In the listing below, how many lines carry the word "best"? Reply with only the number.

■ ■ ■

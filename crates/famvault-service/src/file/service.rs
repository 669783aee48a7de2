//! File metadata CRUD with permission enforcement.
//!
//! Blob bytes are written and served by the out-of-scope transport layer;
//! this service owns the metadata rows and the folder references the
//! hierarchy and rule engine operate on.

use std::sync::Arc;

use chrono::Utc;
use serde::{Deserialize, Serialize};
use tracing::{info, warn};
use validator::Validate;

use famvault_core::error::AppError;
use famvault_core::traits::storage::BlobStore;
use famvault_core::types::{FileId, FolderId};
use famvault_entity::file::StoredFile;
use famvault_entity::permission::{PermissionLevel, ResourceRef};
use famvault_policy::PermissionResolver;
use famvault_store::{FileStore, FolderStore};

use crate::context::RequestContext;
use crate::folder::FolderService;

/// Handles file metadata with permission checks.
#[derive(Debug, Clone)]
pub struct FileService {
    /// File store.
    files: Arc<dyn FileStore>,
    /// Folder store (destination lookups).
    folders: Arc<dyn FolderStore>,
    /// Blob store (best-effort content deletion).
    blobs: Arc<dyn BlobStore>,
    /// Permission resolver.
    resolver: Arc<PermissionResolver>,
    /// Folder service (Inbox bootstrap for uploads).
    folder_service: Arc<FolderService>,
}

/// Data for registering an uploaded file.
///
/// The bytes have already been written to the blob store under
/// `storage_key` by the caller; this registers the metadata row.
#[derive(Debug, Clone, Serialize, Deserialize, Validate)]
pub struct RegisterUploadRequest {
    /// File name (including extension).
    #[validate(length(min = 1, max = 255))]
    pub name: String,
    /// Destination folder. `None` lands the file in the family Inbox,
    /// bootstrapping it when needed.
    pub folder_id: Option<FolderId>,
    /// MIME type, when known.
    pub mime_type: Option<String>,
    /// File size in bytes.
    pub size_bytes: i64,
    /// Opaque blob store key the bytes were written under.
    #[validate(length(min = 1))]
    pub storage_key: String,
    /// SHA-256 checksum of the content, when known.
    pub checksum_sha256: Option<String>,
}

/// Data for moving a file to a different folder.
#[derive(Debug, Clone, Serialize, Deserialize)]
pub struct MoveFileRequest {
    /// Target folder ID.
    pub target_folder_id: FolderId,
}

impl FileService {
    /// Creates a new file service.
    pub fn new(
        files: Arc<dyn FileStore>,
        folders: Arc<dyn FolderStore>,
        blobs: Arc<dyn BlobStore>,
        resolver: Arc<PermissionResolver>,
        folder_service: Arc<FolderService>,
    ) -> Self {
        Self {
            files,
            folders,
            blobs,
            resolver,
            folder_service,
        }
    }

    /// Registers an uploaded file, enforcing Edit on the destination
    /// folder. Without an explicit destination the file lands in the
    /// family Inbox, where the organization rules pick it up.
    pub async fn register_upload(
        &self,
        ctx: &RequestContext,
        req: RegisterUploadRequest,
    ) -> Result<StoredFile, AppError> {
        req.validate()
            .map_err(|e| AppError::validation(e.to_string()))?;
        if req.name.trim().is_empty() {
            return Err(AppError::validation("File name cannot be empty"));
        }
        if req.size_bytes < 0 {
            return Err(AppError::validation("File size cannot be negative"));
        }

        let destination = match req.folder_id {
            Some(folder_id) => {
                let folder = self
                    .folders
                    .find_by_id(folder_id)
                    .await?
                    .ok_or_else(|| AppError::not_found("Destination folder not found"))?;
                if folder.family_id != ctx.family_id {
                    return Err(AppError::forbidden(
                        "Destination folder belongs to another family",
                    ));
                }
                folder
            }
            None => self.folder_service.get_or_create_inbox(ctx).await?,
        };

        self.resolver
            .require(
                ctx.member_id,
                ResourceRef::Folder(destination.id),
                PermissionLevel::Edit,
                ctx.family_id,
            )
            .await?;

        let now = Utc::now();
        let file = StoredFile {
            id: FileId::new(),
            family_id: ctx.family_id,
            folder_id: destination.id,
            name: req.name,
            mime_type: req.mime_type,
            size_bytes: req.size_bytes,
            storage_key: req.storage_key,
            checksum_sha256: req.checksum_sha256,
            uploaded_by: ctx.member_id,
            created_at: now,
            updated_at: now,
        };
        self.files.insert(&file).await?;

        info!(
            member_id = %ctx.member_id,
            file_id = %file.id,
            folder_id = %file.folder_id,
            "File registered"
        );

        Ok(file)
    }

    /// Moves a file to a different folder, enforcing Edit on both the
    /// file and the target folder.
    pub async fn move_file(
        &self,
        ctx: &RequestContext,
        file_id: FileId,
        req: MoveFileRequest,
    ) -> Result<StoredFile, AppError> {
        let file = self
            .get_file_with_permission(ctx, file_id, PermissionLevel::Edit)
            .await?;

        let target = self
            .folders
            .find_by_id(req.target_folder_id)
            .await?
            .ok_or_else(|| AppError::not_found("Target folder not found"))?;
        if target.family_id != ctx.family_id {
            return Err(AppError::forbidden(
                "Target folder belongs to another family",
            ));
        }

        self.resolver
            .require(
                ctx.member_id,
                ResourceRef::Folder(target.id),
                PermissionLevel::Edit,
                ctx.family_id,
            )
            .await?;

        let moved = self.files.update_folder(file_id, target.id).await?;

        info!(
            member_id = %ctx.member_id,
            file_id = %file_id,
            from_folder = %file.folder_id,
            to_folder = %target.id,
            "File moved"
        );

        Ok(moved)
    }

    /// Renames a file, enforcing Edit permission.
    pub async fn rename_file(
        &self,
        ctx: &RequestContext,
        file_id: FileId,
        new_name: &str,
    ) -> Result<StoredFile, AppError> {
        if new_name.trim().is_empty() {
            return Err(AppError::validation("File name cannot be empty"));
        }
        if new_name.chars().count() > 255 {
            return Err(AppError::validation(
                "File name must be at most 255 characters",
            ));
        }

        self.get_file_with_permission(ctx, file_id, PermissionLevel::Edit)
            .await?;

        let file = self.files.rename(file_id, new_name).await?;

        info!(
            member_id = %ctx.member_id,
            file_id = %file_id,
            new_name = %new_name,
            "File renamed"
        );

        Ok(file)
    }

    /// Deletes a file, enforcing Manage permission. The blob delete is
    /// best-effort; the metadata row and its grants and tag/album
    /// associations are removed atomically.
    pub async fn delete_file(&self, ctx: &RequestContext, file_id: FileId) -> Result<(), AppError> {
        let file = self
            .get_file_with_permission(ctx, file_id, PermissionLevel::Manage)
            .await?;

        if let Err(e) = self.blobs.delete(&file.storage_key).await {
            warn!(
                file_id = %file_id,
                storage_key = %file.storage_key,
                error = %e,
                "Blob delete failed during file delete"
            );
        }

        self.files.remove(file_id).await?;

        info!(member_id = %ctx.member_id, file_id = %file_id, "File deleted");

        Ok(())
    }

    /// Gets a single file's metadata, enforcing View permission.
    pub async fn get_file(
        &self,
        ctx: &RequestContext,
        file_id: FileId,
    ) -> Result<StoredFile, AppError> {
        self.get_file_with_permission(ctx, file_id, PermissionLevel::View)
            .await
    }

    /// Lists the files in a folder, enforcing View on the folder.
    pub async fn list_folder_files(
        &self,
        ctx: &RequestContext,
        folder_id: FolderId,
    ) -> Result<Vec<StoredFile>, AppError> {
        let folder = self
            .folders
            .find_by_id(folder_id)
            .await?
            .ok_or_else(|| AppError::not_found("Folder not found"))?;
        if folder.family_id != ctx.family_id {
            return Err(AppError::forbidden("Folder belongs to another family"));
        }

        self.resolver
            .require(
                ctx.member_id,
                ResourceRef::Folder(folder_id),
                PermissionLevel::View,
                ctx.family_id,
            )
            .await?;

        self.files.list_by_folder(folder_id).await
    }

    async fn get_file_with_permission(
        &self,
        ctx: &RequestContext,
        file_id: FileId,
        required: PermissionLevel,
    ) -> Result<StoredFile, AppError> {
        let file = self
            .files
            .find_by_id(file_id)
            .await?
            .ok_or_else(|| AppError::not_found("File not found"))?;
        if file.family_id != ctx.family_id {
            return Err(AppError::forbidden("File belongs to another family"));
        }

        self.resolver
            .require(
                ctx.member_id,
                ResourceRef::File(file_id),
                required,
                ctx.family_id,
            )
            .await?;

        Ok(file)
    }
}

■ ■ ■

▶ [PROBLEM SOLUTION] 2